View Article: PubMed Central - PubMed

ABSTRACT

Genic male sterility (GMS) has already been extensively utilized for hybrid rapeseed production. TE5A is a novel thermo-sensitive dominant GMS line in Brassica napus, however, its mechanisms of GMS remain largely unclear. Histological and Transmission electron microscopy (TEM) analyses of anthers showed that the male gamete development of TE5A was arrested at meiosis prophase I. EdU uptake of S-phase meiocytes revealed that the TE5A mutant could accomplish DNA replication, however, chromosomal and fluorescence in situ hybridization (FISH) analyses of TE5A showed that homologous chromosomes could not pair, synapse, condense and form bivalents. We then analyzed the transcriptome differences between young floral buds of sterile plants and its near-isogenic fertile plants through RNA-Seq.

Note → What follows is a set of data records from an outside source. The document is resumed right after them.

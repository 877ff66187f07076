//! xgraph - read-only client for the web GraphQL API of twitter.com.
//!
//! This crate provides:
//! - Profile lookup by screen name or user id, folded into one [`Profile`].
//! - Paginated followers/following listings with typed [`Cursor`]s.
//! - A shared [`IdentityCache`] memoizing username → user id.
//! - A page walker stitching listings together.
//!
//! HTTP, authentication and retries belong to the [`Transport`] the client
//! is built over; see the `xgraph-http` crate.

#![forbid(unsafe_code)]
#![warn(clippy::all, clippy::pedantic, clippy::nursery)]
#![allow(clippy::module_name_repetitions)]
#![allow(clippy::missing_errors_doc)]
#![allow(clippy::must_use_candidate)]

mod cache;
mod client;
mod config;
mod error;
mod listing;
mod normalize;
mod pager;
mod profile;
mod query;
mod raw;
mod timeline;

pub use cache::IdentityCache;
pub use client::XGraphClient;
pub use config::ClientConfig;
pub use error::{XGraphError, XGraphResult};
pub use listing::{Cursor, Followers, Following, Listing, RelationshipPage};
pub use pager::{PageLimit, walk_pages};
pub use profile::{PROFILE_URL_BASE, Profile};
pub use query::{
    GraphqlQuery, MAX_PAGE_SIZE, RELATIONSHIP_FEATURES, USER_FEATURES, clamp_page_size,
};
pub use xgraph_http::{Transport, TransportConfig, TransportError};
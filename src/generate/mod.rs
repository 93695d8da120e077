//! Example generation: adjective + noun drawn from the same frequency
//! bucket, declined in both numbers and written as JSONL.


use std::fs::File;
use std::io::{BufWriter, Write};
use std::path::PathBuf;

use rand::Rng;
use tracing::{debug, debug_span, info};

use beyging_core::bucket::{BucketPool, Difficulty};
use beyging_core::example::Example;
use beyging_core::inflect::PhraseInflector;
use beyging_core::lexicon::{Category, Lexicon};
use beyging_core::settings::Settings;

use crate::data_dir::DataDir;
use crate::PipelineError;

#[derive(Debug, Default, Clone, Copy, PartialEq, Eq)]
pub struct GenerateStats {
    pub written: usize,
    pub discarded: usize,
}

pub struct Generator<'a, L: Lexicon + ?Sized, P: PhraseInflector + ?Sized> {
    lexicon: &'a L,
    inflector: &'a P,
    settings: &'a Settings,
}

impl<'a, L: Lexicon + ?Sized, P: PhraseInflector + ?Sized> Generator<'a, L, P> {
    pub fn new(lexicon: &'a L, inflector: &'a P, settings: &'a Settings) -> Self {
        Self {
            lexicon,
            inflector,
            settings,
        }
    }

    /// Write `count` examples for every difficulty, overwriting
    /// `icelandic-inflection-{hard,medium,easy}.jsonl`.
    pub fn run<G: Rng + ?Sized>(
        &self,
        data: &DataDir,
        count: usize,
        rng: &mut G,
    ) -> Result<Vec<PathBuf>, PipelineError> {
        let mut adjectives = data.adjective_pool();
        let mut nouns = data.noun_pool();
        let mut written = Vec::new();

        for difficulty in Difficulty::ALL {
            let path = data.output(difficulty);
            let mut out = BufWriter::new(File::create(&path)?);
            let stats = self.generate_bucket(
                difficulty.bucket(),
                count,
                &mut adjectives,
                &mut nouns,
                &mut out,
                rng,
            )?;
            out.flush()?;
            info!(
                difficulty = difficulty.label(),
                written = stats.written,
                discarded = stats.discarded,
                path = %path.display(),
                "generated examples"
            );
            written.push(path);
        }
        Ok(written)
    }

    /// Write `count` examples from one bucket to `out`, one JSON object per
    /// line. Draws that cannot be declined are discarded and retried.
    pub fn generate_bucket<W: Write, G: Rng + ?Sized>(
        &self,
        bucket: usize,
        count: usize,
        adjectives: &mut BucketPool,
        nouns: &mut BucketPool,
        out: &mut W,
        rng: &mut G,
    ) -> Result<GenerateStats, PipelineError> {
        let _span = debug_span!("generate_bucket", bucket, count).entered();
        let max_discarded = self.settings.generate.max_discarded_draws;
        let mut stats = GenerateStats::default();
        let mut streak = 0usize;

        while stats.written < count {
            let adjective = adjectives.choose(bucket, rng)?.to_string();
            let noun = nouns.choose(bucket, rng)?.to_string();
            match self.example(&adjective, &noun)? {
                Some(example) => {
                    writeln!(out, "{}", example.to_json_line()?)?;
                    stats.written += 1;
                    streak = 0;
                }
                None => {
                    stats.discarded += 1;
                    streak += 1;
                    if max_discarded > 0 && streak >= max_discarded {
                        return Err(PipelineError::Exhausted {
                            bucket,
                            discarded: streak,
                        });
                    }
                }
            }
        }
        Ok(stats)
    }

    /// Build the example for one adjective/noun pair, or `None` if the
    /// pair has no usable nominative forms in both numbers (typically a
    /// noun without a plural, or a plural-only noun).
    pub fn example(&self, adjective: &str, noun: &str) -> Result<Option<Example>, PipelineError> {
        let Some(gender) = self.lexicon.lookup(noun).into_iter().next().map(|e| e.category) else {
            debug!(noun, "discarded: noun not in lexicon");
            return Ok(None);
        };
        let Some(gender_tag) = gender.gender_tag() else {
            debug!(noun, category = %gender, "discarded: not a noun");
            return Ok(None);
        };

        let adjective_forms = (
            self.first_form(adjective, &Category::Adjective, &[gender_tag, "FSB", "NF", "ET"]),
            self.first_form(adjective, &Category::Adjective, &[gender_tag, "FSB", "NF", "FT"]),
        );
        let (Some(adjective_et), Some(adjective_ft)) = adjective_forms else {
            debug!(adjective, gender = %gender, "discarded: no strong nominative adjective");
            return Ok(None);
        };
        let Some(noun_et) = self.first_form(noun, &gender, &["NF", "ET"]) else {
            debug!(noun, "discarded: no singular");
            return Ok(None);
        };
        let Some(noun_ft) = self.first_form(noun, &gender, &["NF", "FT"]) else {
            debug!(noun, "discarded: no plural");
            return Ok(None);
        };

        let singular = format!("{adjective_et} {noun_et}");
        let plural = format!("{adjective_ft} {noun_ft}");
        let table = self.inflector.table(&singular, &plural)?;
        Ok(Some(Example::new(&self.settings.prompt, &singular, &table)?))
    }

    fn first_form(&self, lemma: &str, category: &Category, tags: &[&str]) -> Option<String> {
        self.lexicon
            .lookup_variants(lemma, category, tags)
            .into_iter()
            .next()
            .map(|e| e.form)
    }
}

A total of 3,841 differentially expressed genes (DEGs) were obtained, some of which were associated with homologous chromosome behavior and cell cycle control during meiosis. Dynamic expression changes of selected candidate DEGs were then analyzed at different anther developmental stages. The present study not only demonstrated that the TE5A mutant had defects in meiotic prophase I via detailed cytological analysis, but also provided a global insight into GMS-associated DEGs and elucidated the mechanisms of GMS in TE5A through RNA-Seq.

No MeSH data available.


Dynamic expression changes of candidate DEGs at different developmental stages based on real-time PCR.A total of six DEGs, Fna021329, Fna087283, Fna048643, Fna063085, Fna016698, and Fna032795 were selected for further analysis at different anther development stages in the A1 and B1 lines. Relative levels of genes in real-time PCR are presented by 2−ΔΔCT.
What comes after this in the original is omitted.